Les plateformes de partage de contenus et les réseaux sociaux ont connu une croissance rapide au cours des dernières années et offrent de nouvelles possibilités pour les créateurs d’exploiter leurs droits de propriété intellectuelle. Mais elles entraînent également de nouveaux besoins en matière de réglementation et de protection de ces droits.

Dans nos économies, la créativité et l’innovation sont des facteurs essentiels de la compétitivité et la croissance des entreprises. Ce modèle est entièrement soutenu par les droits de propriété intellectuelle et leur contribution à l’économie.

L’avenir du secteur créatif est également lié avec une augmentation exponentielle de la quantité de données collectées quotidiennement dans le monde entier via ces applications. Aujourd’hui, l’économie des industries créatives et culturelles est extrêmement liée à celle de la collecte de données notamment personnelles sur les publics. 

Par ailleurs, la propriété intellectuelle est souvent attaquée et critiquée par les partisans d’une plus grande accessibilité des contenus et des informations sur Internet. La propriété intellectuelle est parfois perçue comme un frein, limitant la capacité d’échange culturel ou d’innovation dans le monde.

Code de la propriété intellectuelle

C’est le résultat de la révolution numérique liée à l’arrivée d’Internet qui a facilité la reproduction infinie des œuvres et, la transmission d’informations et de contenus entre les utilisateurs à l’international. Techniquement, les fichiers incorporant des œuvres de l’esprit, comme les contenus audiovisuels, ou les musiques peuvent être échangés, notamment de « pair à pair », partout dans le monde.

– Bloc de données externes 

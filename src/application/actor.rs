//! Session actor — one charge point's live conversation
//!
//! Processes the frames of a single connection strictly in arrival order.
//! Every inbound Call gets exactly one reply (CallResult or CallError);
//! inbound CallResult/CallError frames resolve the connection's pending-call
//! tracker. The surrounding WebSocket task (infrastructure::server) owns the
//! socket, the sweep timer and disconnect cleanup.

use serde_json::Value;
use tracing::{error, warn};

use crate::domain::Action;
use crate::session::Connection;
use crate::support::OcppFrame;

use super::engine::SharedTransactionEngine;

/// OCPP-J CallError codes used for protocol-level failures.
const ERR_NOT_IMPLEMENTED: &str = "NotImplemented";
const ERR_FORMATION_VIOLATION: &str = "FormationViolation";
const ERR_PROTOCOL_ERROR: &str = "ProtocolError";
const ERR_INTERNAL: &str = "InternalError";

/// Handles the message flow of exactly one connection.
pub struct SessionActor {
    charge_point_id: String,
    connection: Connection,
    engine: SharedTransactionEngine,
}

impl SessionActor {
    pub fn new(connection: Connection, engine: SharedTransactionEngine) -> Self {
        Self {
            charge_point_id: connection.charge_point_id.clone(),
            connection,
            engine,
        }
    }

    /// Process one inbound text frame. Returns the serialized reply frame
    /// for a Call, `None` otherwise.
    pub async fn handle(&self, text: &str) -> Option<String> {
        let frame = match OcppFrame::parse(text) {
            Ok(frame) => frame,
            Err(e) => {
                warn!(
                    charge_point_id = self.charge_point_id.as_str(),
                    error = %e,
                    "Dropping malformed frame"
                );
                // Reply with a CallError when the message ID is still
                // recoverable; otherwise there is nothing to correlate.
                return recover_unique_id(text).map(|unique_id| {
                    OcppFrame::error_response(unique_id, ERR_PROTOCOL_ERROR, e.to_string())
                        .serialize()
                });
            }
        };

        match frame {
            OcppFrame::Call {
                unique_id,
                action,
                payload,
            } => Some(self.handle_call(unique_id, &action, payload).await),
            OcppFrame::CallResult { unique_id, payload } => {
                self.connection.pending.resolve(&unique_id, payload);
                None
            }
            OcppFrame::CallError {
                unique_id,
                error_code,
                error_description,
                ..
            } => {
                self.connection
                    .pending
                    .resolve_error(&unique_id, &error_code, &error_description);
                None
            }
        }
    }

    async fn handle_call(&self, unique_id: String, action: &str, payload: Value) -> String {
        let Some(action) = Action::from_name(action) else {
            warn!(
                charge_point_id = self.charge_point_id.as_str(),
                action, "Call with unknown action"
            );
            return OcppFrame::error_response(
                unique_id,
                ERR_NOT_IMPLEMENTED,
                format!("Action '{}' is not supported", action),
            )
            .serialize();
        };

        match self.dispatch(action, payload).await {
            Ok(result) => OcppFrame::result_response(unique_id, result).serialize(),
            Err(reply_error) => {
                OcppFrame::error_response(unique_id, reply_error.code, reply_error.description)
                    .serialize()
            }
        }
    }

    /// Route a decoded Call to the engine. Domain rejections travel inside
    /// the CallResult payload; only protocol/internal failures become
    /// CallErrors.
    async fn dispatch(&self, action: Action, payload: Value) -> Result<Value, ReplyError> {
        let cp = self.charge_point_id.as_str();
        match action {
            Action::BootNotification => {
                let request = decode(action, payload)?;
                encode(self.engine.boot_notification(cp, request).await)
            }
            Action::Authorize => {
                let request = decode(action, payload)?;
                encode(self.engine.authorize(cp, request).await)
            }
            Action::StartTransaction => {
                let request = decode(action, payload)?;
                encode(self.engine.start_transaction(cp, request).await)
            }
            Action::StopTransaction => {
                let request = decode(action, payload)?;
                encode(self.engine.stop_transaction(cp, request).await)
            }
            Action::MeterValues => {
                let request = decode(action, payload)?;
                self.engine.meter_values(cp, request).await;
                Ok(Value::Object(Default::default()))
            }
            Action::StatusNotification => {
                let request = decode(action, payload)?;
                self.engine.status_notification(cp, request).await;
                Ok(Value::Object(Default::default()))
            }
            Action::Heartbeat => encode(self.engine.heartbeat(cp)),
            Action::SecurityEventNotification => {
                let request = decode(action, payload)?;
                self.engine.security_event_notification(cp, request);
                Ok(Value::Object(Default::default()))
            }
            // Remote commands originate here; a charge point calling them
            // is a protocol violation.
            Action::RemoteStartTransaction
            | Action::RemoteStopTransaction
            | Action::Reset
            | Action::UnlockConnector
            | Action::ChangeConfiguration => Err(ReplyError {
                code: ERR_NOT_IMPLEMENTED,
                description: format!("{} is not accepted from a charge point", action),
            }),
        }
    }
}

struct ReplyError {
    code: &'static str,
    description: String,
}

fn decode<T: serde::de::DeserializeOwned>(action: Action, payload: Value) -> Result<T, ReplyError> {
    serde_json::from_value(payload).map_err(|e| ReplyError {
        code: ERR_FORMATION_VIOLATION,
        description: format!("Invalid {} payload: {}", action, e),
    })
}

fn encode<T: serde::Serialize>(response: T) -> Result<Value, ReplyError> {
    serde_json::to_value(response).map_err(|e| {
        error!(error = %e, "Failed to serialize reply payload");
        ReplyError {
            code: ERR_INTERNAL,
            description: "Reply serialization failed".to_string(),
        }
    })
}

/// Best-effort extraction of the unique ID from an unparseable frame, so a
/// protocol error can still be correlated by the station.
fn recover_unique_id(text: &str) -> Option<String> {
    let value: Value = serde_json::from_str(text).ok()?;
    value
        .as_array()?
        .get(1)?
        .as_str()
        .map(|s| s.to_string())
}

#[cfg(test)]
mod tests {
    use super::*;
    use crate::application::engine::{EngineConfig, TransactionEngine};
    use crate::domain::OcppVersion;
    use crate::infrastructure::memory::{MemoryAuthProvider, MemoryPersistence};
    use crate::session::SessionMessage;
    use std::sync::Arc;
    use std::time::Duration;
    use tokio::sync::mpsc;

    fn actor() -> (SessionActor, Connection, mpsc::UnboundedReceiver<SessionMessage>) {
        let engine = TransactionEngine::shared(
            Arc::new(MemoryPersistence::new()),
            Arc::new(MemoryAuthProvider::with_tags(&["ABC"])),
            EngineConfig::default(),
        );
        let (tx, rx) = mpsc::unbounded_channel();
        let connection = Connection::new("CP-1", tx, OcppVersion::V16);
        (SessionActor::new(connection.clone(), engine), connection, rx)
    }

    fn parse_reply(reply: &str) -> OcppFrame {
        OcppFrame::parse(reply).unwrap()
    }

    #[tokio::test]
    async fn heartbeat_call_gets_exactly_one_call_result() {
        let (actor, _conn, _rx) = actor();
        let reply = actor.handle(r#"[2,"m1","Heartbeat",{}]"#).await.unwrap();

        match parse_reply(&reply) {
            OcppFrame::CallResult { unique_id, payload } => {
                assert_eq!(unique_id, "m1");
                assert!(payload.get("currentTime").is_some());
            }
            other => panic!("expected CallResult, got {:?}", other),
        }
    }

    #[tokio::test]
    async fn unknown_action_answers_not_implemented() {
        let (actor, _conn, _rx) = actor();
        let reply = actor
            .handle(r#"[2,"m2","DataTransfer",{"vendorId":"X"}]"#)
            .await
            .unwrap();

        match parse_reply(&reply) {
            OcppFrame::CallError {
                unique_id,
                error_code,
                ..
            } => {
                assert_eq!(unique_id, "m2");
                assert_eq!(error_code, "NotImplemented");
            }
            other => panic!("expected CallError, got {:?}", other),
        }
    }

    #[tokio::test]
    async fn security_event_is_acknowledged() {
        let (actor, _conn, _rx) = actor();
        let reply = actor
            .handle(r#"[2,"m5","SecurityEventNotification",{"type":"SettingSystemTime","timestamp":"2024-01-01T00:00:00Z"}]"#)
            .await
            .unwrap();

        match parse_reply(&reply) {
            OcppFrame::CallResult { unique_id, payload } => {
                assert_eq!(unique_id, "m5");
                assert!(payload.as_object().unwrap().is_empty());
            }
            other => panic!("expected CallResult, got {:?}", other),
        }
    }

    #[tokio::test]
    async fn invalid_payload_answers_formation_violation() {
        let (actor, _conn, _rx) = actor();
        let reply = actor
            .handle(r#"[2,"m3","StartTransaction",{"connectorId":"not a number"}]"#)
            .await
            .unwrap();

        match parse_reply(&reply) {
            OcppFrame::CallError { error_code, .. } => {
                assert_eq!(error_code, "FormationViolation");
            }
            other => panic!("expected CallError, got {:?}", other),
        }
    }

    #[tokio::test]
    async fn malformed_frame_with_recoverable_id_answers_protocol_error() {
        let (actor, _conn, _rx) = actor();
        // Arity-violating Call: id is present, the rest is not.
        let reply = actor.handle(r#"[2,"m4"]"#).await.unwrap();

        match parse_reply(&reply) {
            OcppFrame::CallError {
                unique_id,
                error_code,
                ..
            } => {
                assert_eq!(unique_id, "m4");
                assert_eq!(error_code, "ProtocolError");
            }
            other => panic!("expected CallError, got {:?}", other),
        }
    }

    #[tokio::test]
    async fn unparseable_garbage_produces_no_reply() {
        let (actor, _conn, _rx) = actor();
        assert!(actor.handle("garbage").await.is_none());
    }

    #[tokio::test]
    async fn call_result_resolves_pending_call() {
        let (actor, conn, _rx) = actor();
        let (message_id, receiver) = conn
            .pending
            .register("RemoteStopTransaction", Duration::from_secs(30));

        let reply = actor
            .handle(&format!(r#"[3,"{}",{{"status":"Accepted"}}]"#, message_id))
            .await;
        assert!(reply.is_none());

        match receiver.await.unwrap() {
            crate::session::CallOutcome::Result(payload) => {
                assert_eq!(payload["status"], "Accepted");
            }
            other => panic!("unexpected outcome: {:?}", other),
        }
    }

    #[tokio::test]
    async fn call_error_resolves_pending_call() {
        let (actor, conn, _rx) = actor();
        let (message_id, receiver) = conn.pending.register("Reset", Duration::from_secs(30));

        actor
            .handle(&format!(
                r#"[4,"{}","NotSupported","no hard reset",{{}}]"#,
                message_id
            ))
            .await;

        match receiver.await.unwrap() {
            crate::session::CallOutcome::Error { code, .. } => assert_eq!(code, "NotSupported"),
            other => panic!("unexpected outcome: {:?}", other),
        }
    }

    #[tokio::test]
    async fn full_charge_session_over_frames() {
        let (actor, _conn, _rx) = actor();

        actor
            .handle(r#"[2,"b1","BootNotification",{"chargePointVendor":"V","chargePointModel":"M"}]"#)
            .await
            .unwrap();

        let start_reply = actor
            .handle(r#"[2,"s1","StartTransaction",{"connectorId":1,"idTag":"ABC","meterStart":0,"timestamp":"2024-01-01T00:00:00Z"}]"#)
            .await
            .unwrap();
        let tx_id = match parse_reply(&start_reply) {
            OcppFrame::CallResult { payload, .. } => {
                assert_eq!(payload["idTagInfo"]["status"], "Accepted");
                payload["transactionId"].as_i64().unwrap()
            }
            other => panic!("expected CallResult, got {:?}", other),
        };
        assert_eq!(tx_id, 1);

        let stop_reply = actor
            .handle(&format!(
                r#"[2,"t1","StopTransaction",{{"transactionId":{},"meterStop":500,"timestamp":"2024-01-01T01:00:00Z"}}]"#,
                tx_id
            ))
            .await
            .unwrap();
        match parse_reply(&stop_reply) {
            OcppFrame::CallResult { payload, .. } => {
                assert_eq!(payload["idTagInfo"]["status"], "Accepted");
            }
            other => panic!("expected CallResult, got {:?}", other),
        }
    }
}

La philosophie d’accessibilité universelle aux informations, qui a guidé la création de l’Internet que nous connaissons, a porté atteinte à la propriété intellectuelle et au droit d’auteur dans un premier temps.

En effet, l’efficacité du droit d’auteur a été compromise par l’essor des technologies numériques et d’Internet.

Cependant, il faut être conscient que la propriété intellectuelle permet à la création et à l’innovation de prospérer notamment en matière technologique et numérique, car elle assure la rémunération des créateurs et des auteurs.

Le droit de la propriété intellectuelle a toujours dû équilibrer les intérêts des créateurs et l’intérêt général.

ENI : C’est votre premier livre aux Éditions ENI (1er livre tout cours), comment le projet est-il né ? Quel bilan tirez-vous de cette expérience ? Avez-vous l’envie ou le projet d’en réécrire ?

SCA : J’ai été ravi de la collaboration avec les Éditions ENI avec qui j’ai pu avoir des contacts régulièrement pour suivre le travail d’écriture. J’en tire un bilan très positif.

L’audience des éditions ENI me parait particulièrement intéressante pour publier des livres juridiques, car les ouvrages s’adressent à des professionnels et experts des domaines du numérique et de l’informatique qui gagnent à connaitre le cadre juridique de leurs activités. J’espère effectivement que la lecture de livre permettra à ces professionnels de se former sur les problématiques juridiques et de trouver la réponse à leurs questions. Je serai ravi de proposer une nouvelle version de ce livre intégrant les prochaines législations à venir en matière de crypto actifs, de NFT ou encore d’intelligence artificielle.

Avocat au Barreau de Paris, Sydney CHICHE-ATTALI accompagne ses clients dans les domaines du numérique, des nouvelles technologies et des industries culturelles et créatives. Passionné par le rapport entre le droit et le numérique, il a souhaité rédiger cet ouvrage pour rendre accessible le droit aux professionnels de ces secteurs.